Dataset excerpts:
//! CLI argument parsing module for catup

use crate::config::{CheckConfig, RepositoryConfig};
use crate::error::ConfigError;
use crate::manifest::CATALOG_FILENAME;
use clap::{ArgAction, Parser};
use std::path::PathBuf;

/// Default catalog location relative to the working directory
pub const DEFAULT_CATALOG_PATH: &str = "gradle/libs.versions.toml";

/// Validate a repository base URL (http or https)
fn parse_repository_url(s: &str) -> Result<String, String> {
    let s = s.trim();
    RepositoryConfig::from_url(s)
        .map(|_| s.to_string())
        .map_err(|e| e.to_string())
}

/// Check a Gradle version catalog for outdated libraries
#[derive(Parser, Debug, Clone)]
#[command(
    name = "catup",
    version,
    about = "Check a Gradle version catalog (libs.versions.toml) for outdated libraries"
)]
pub struct CliArgs {
    /// Catalog file, or a directory containing one
    #[arg(default_value = DEFAULT_CATALOG_PATH)]
    pub path: PathBuf,

    // Output options
    /// Output results in JSON format
    #[arg(long)]
    pub json: bool,

    /// Enable quiet mode - summary only, no progress bar
    #[arg(short, long)]
    pub quiet: bool,

    /// Enable verbose output (declaration lines, debug logging)
    #[arg(long)]
    pub verbose: bool,

    /// Disable colored output
    #[arg(long)]
    pub no_color: bool,

    // Repository options
    /// Repository base URL to query instead of the defaults
    /// (can be specified multiple times; tried in order)
    #[arg(long = "repository", value_name = "URL", action = ArgAction::Append, value_parser = parse_repository_url)]
    pub repositories: Vec<String>,
}

impl CliArgs {
    /// Reject option combinations that make no sense together
    pub fn validate(&self) -> Result<(), ConfigError> {
        if self.quiet && self.verbose {
            return Err(ConfigError::ConflictingOptions {
                message: "--quiet and --verbose cannot be used together".to_string(),
            });
        }
        Ok(())
    }

    /// Build the check configuration from the repository options
    pub fn check_config(&self) -> Result<CheckConfig, ConfigError> {
        CheckConfig::new().with_repository_urls(&self.repositories)
    }

    /// Default log filter when `RUST_LOG` is not set
    pub fn log_filter(&self) -> &'static str {
        if self.verbose {
            "catup=debug"
        } else {
            "warn"
        }
    }

    /// Returns true if the path names the default catalog location
    pub fn is_default_path(&self) -> bool {
        self.path == PathBuf::from(DEFAULT_CATALOG_PATH)
    }
}

/// File name shown in help and errors for the expected catalog
pub fn catalog_hint() -> String {
    format!("expected {} or a directory containing it", CATALOG_FILENAME)
}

Problem statement: Show, from the entries above, every line that includes the string "ConfigError".

Reply:
use crate::error::ConfigError;
    pub fn validate(&self) -> Result<(), ConfigError> {
            return Err(ConfigError::ConflictingOptions {
    pub fn check_config(&self) -> Result<CheckConfig, ConfigError> {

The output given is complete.